The internet is a battleground. While social media platforms have spent years refining algorithms to detect hateful text, the adversary has evolved. Hate speech is no longer just about nasty words typed into a status update; it has migrated to the visual realm. Internet memes—images overlaid with text—have become a dominant vehicle for spreading animosity, often bypassing traditional text-based filters.

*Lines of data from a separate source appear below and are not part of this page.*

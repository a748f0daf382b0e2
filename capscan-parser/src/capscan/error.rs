//! Error types for extraction operations
//!
//!     Absence is not an error at the engine level: locating a marker that is not there returns
//!     an empty result. Only the report assembly, which needs certain messages to exist, turns
//!     absence into [ExtractError::NotFound]. Every error is local to the call that raised it.

use std::fmt;

/// Errors that can occur while extracting data from a dump
#[derive(Debug, Clone, PartialEq, Eq)]
pub enum ExtractError {
    /// A marker the caller requires has no occurrence in the dump
    NotFound { marker: String },
    /// A block is too short to tell where its sibling entries start
    MalformedSubtree { start: usize, len: usize },
    /// A field the encoder cannot place in any RAT section. Never escapes the encoder.
    UnrecognizedField { line: usize, key: String },
    /// A line that cannot be given a depth (binary or non-UTF-8 content)
    InputEncoding { line: usize, reason: String },
}

impl ExtractError {
    pub fn not_found(marker: impl Into<String>) -> Self {
        ExtractError::NotFound {
            marker: marker.into(),
        }
    }

    /// A short hint on how to get a dump that does contain the marker.
    fn recollect_hint(marker: &str) -> &'static str {
        match marker {
            "ue-CapabilityRequest" | "ueCapabilityInformation" => {
                "recollect the log with a fresh attach so the network asks for UE capabilities"
            }
            "rf-ParametersMRDC" | "supportedBandCombinationList" => {
                "recollect the log with the UE attaching to a 5G (EN-DC) cell"
            }
            _ => "check that the dump was exported with signaling messages included",
        }
    }
}

impl fmt::Display for ExtractError {
    fn fmt(&self, f: &mut fmt::Formatter<'_>) -> fmt::Result {
        match self {
            ExtractError::NotFound { marker } => write!(
                f,
                "log does not contain {}; {}",
                marker,
                ExtractError::recollect_hint(marker)
            ),
            ExtractError::MalformedSubtree { start, len } => write!(
                f,
                "list at line {} has {} line(s), too few to find its entries; the dump looks truncated",
                start + 1,
                len
            ),
            ExtractError::UnrecognizedField { line, key } => {
                write!(f, "unrecognized field '{}' at line {}", key, line + 1)
            }
            ExtractError::InputEncoding { line, reason } => {
                write!(f, "line {} cannot be measured: {}", line + 1, reason)
            }
        }
    }
}

impl std::error::Error for ExtractError {}

/// Type alias for extraction results
pub type ExtractResult<T> = Result<T, ExtractError>;
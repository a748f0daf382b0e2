//! Sibling Partitioning
//!
//!     Repeated lists (band combinations, RAT containers, supported band lists) are rendered as a
//!     list header followed by N structurally identical entries, each entry starting at the same
//!     depth. One depth-boundary rule splits all of them:
//!
//!         1. The entry depth `d` is the depth of the line at index 1, the first line after the
//!            list header.
//!         2. From index 2 on, every line at exactly depth `d` closes the open chunk and opens
//!            the next one.
//!         3. The last open chunk runs to the end of the block.
//!
//!     Chunks are contiguous, ordered and cover the block exactly. The first chunk starts at
//!     index 0, so the header line travels with the first entry rather than being dropped; field
//!     readers skip it like any other line they do not recognize.
//!
//!     Feed this a block (see [extract_block](crate::capscan::subtree::extract_block)): with a
//!     header-less subtree, index 1 would be the first entry's first field and every field would
//!     become its own chunk.

use crate::capscan::error::{ExtractError, ExtractResult};
use crate::capscan::subtree::Subtree;

/// Cut a list block into its sibling entries.
pub fn partition_siblings<'a>(block: &Subtree<'a>) -> ExtractResult<Vec<Subtree<'a>>> {
    if block.len() < 2 {
        return Err(ExtractError::MalformedSubtree {
            start: block.start(),
            len: block.len(),
        });
    }

    let entry_depth = block[1].depth();
    let mut chunks = Vec::new();
    let mut chunk_start = 0;

    for (index, line) in block.iter().enumerate().skip(2) {
        if line.depth() == entry_depth {
            chunks.push(block.slice(chunk_start..index));
            chunk_start = index;
        }
    }
    chunks.push(block.slice(chunk_start..block.len()));

    log::trace!(
        "partitioned block at line {} into {} entr(ies) at depth {}",
        block.start(),
        chunks.len(),
        entry_depth
    );
    Ok(chunks)
}

#[cfg(test)]
mod tests {
    use super::*;
    use crate::capscan::line::Line;
    use crate::capscan::subtree::extract_block;
    use crate::capscan::testing::lines;

    fn texts<'a>(subtree: &Subtree<'a>) -> Vec<&'a str> {
        subtree.lines().iter().map(Line::text).collect()
    }

    #[test]
    fn test_two_entries_under_list_header() {
        let source = lines(&[
            "  supportedBandCombinationList",
            "    BandCombination",
            "      bandEUTRA: 3",
            "      ca-BandwidthClassDL-EUTRA: a",
            "    BandCombination",
            "      bandNR: 78",
            "      ca-BandwidthClassDL-NR: a",
        ]);
        let chunks = partition_siblings(&Subtree::whole(&source)).expect("two entries");

        assert_eq!(chunks.len(), 2);
        assert_eq!(chunks[0].start(), 0);
        assert_eq!(chunks[1].start(), 4);
        assert_eq!(
            texts(&chunks[1]),
            vec![
                "    BandCombination",
                "      bandNR: 78",
                "      ca-BandwidthClassDL-NR: a"
            ]
        );
    }

    #[test]
    fn test_chunks_cover_block_exactly() {
        let source = lines(&[
            "list",
            "  item",
            "    a: 1",
            "      nested: 2",
            "  item",
            "  item",
            "    b: 3",
        ]);
        let block = Subtree::whole(&source);
        let chunks = partition_siblings(&block).expect("entries");

        assert_eq!(chunks.len(), 3);
        assert_eq!(chunks.iter().map(|c| c.len()).sum::<usize>(), block.len());
        for pair in chunks.windows(2) {
            assert_eq!(pair[0].end(), pair[1].start());
        }
    }

    #[test]
    fn test_single_entry() {
        let source = lines(&["list", "  only", "    a: 1"]);
        let chunks = partition_siblings(&Subtree::whole(&source)).expect("one entry");
        assert_eq!(chunks.len(), 1);
        assert_eq!(chunks[0].len(), 3);
    }

    #[test]
    fn test_entries_of_flat_fields() {
        // Entries that are single lines, like a bare band list
        let source = lines(&["bands", "  1", "  3", "  7"]);
        let chunks = partition_siblings(&Subtree::whole(&source)).expect("entries");
        let sizes: Vec<usize> = chunks.iter().map(|c| c.len()).collect();
        assert_eq!(sizes, vec![2, 1, 1]);
    }

    #[test]
    fn test_too_short_is_malformed() {
        let source = lines(&["dump", "  supportedBandCombinationList"]);
        let block = extract_block(&source, 1);

        assert_eq!(
            partition_siblings(&block),
            Err(ExtractError::MalformedSubtree { start: 1, len: 1 })
        );
        assert!(partition_siblings(&Subtree::whole(&[])).is_err());
    }

    #[test]
    fn test_offsets_follow_the_parent_sequence() {
        let source = lines(&["msg", "  list", "    e", "      f: 1", "    e", "      f: 2"]);
        let block = extract_block(&source, 1);
        let chunks = partition_siblings(&block).expect("entries");

        assert_eq!(chunks[0].start(), 1);
        assert_eq!(chunks[1].start(), 4);
        assert_eq!(source[chunks[1].start()].text(), "    e");
    }
}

This shift presents a massive engineering challenge. Text-based hate speech detection is a mature field with abundant datasets. Vision-language (multimodal) detection, however, is data-starved. Privacy concerns, copyright issues, and the sheer difficulty of scraping memes make building large training sets for memes incredibly difficult.
This leads to a fascinating research question: If we have millions of examples of hateful text, can we use them to teach an AI how to spot hateful memes?
In the paper Bridging Modalities: Enhancing Cross-Modality Hate Speech Detection with Few-Shot In-Context Learning, researchers investigate this exact possibility. They explore a novel approach that leverages the richness of text-based data to improve performance in the data-scarce environment of multimodal hate speech detection.
The Core Problem: Data Scarcity and Modality Gaps
To understand the innovation of this paper, we must first understand the bottleneck. Modern AI thrives on data. To train a model to recognize hate speech against women, for instance, you typically feed it thousands of examples of misogynistic comments.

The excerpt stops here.